▶ [TASK ITEM]:
List all lines of the data that include the string "color".

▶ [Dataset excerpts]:
+ + +

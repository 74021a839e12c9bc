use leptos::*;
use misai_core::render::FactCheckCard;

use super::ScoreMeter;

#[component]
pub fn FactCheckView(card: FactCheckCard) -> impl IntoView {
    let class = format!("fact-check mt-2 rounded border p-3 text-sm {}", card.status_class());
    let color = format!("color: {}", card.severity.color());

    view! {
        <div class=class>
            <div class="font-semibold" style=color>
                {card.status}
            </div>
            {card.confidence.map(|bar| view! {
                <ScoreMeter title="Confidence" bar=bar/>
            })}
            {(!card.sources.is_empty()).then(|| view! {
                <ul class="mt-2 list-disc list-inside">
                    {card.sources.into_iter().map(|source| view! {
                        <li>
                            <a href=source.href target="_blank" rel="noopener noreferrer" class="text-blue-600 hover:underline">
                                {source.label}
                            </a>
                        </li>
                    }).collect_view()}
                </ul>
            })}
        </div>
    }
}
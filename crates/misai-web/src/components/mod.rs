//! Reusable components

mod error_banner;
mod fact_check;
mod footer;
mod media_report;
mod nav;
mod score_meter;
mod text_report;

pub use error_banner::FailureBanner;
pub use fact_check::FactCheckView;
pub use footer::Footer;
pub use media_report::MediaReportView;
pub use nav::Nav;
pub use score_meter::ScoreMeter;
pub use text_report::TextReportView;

+ + +

▶ [REPLY TO THE EXERCISE]:
    let color = format!("color: {}", card.severity.color());
            <div class="font-semibold" style=color>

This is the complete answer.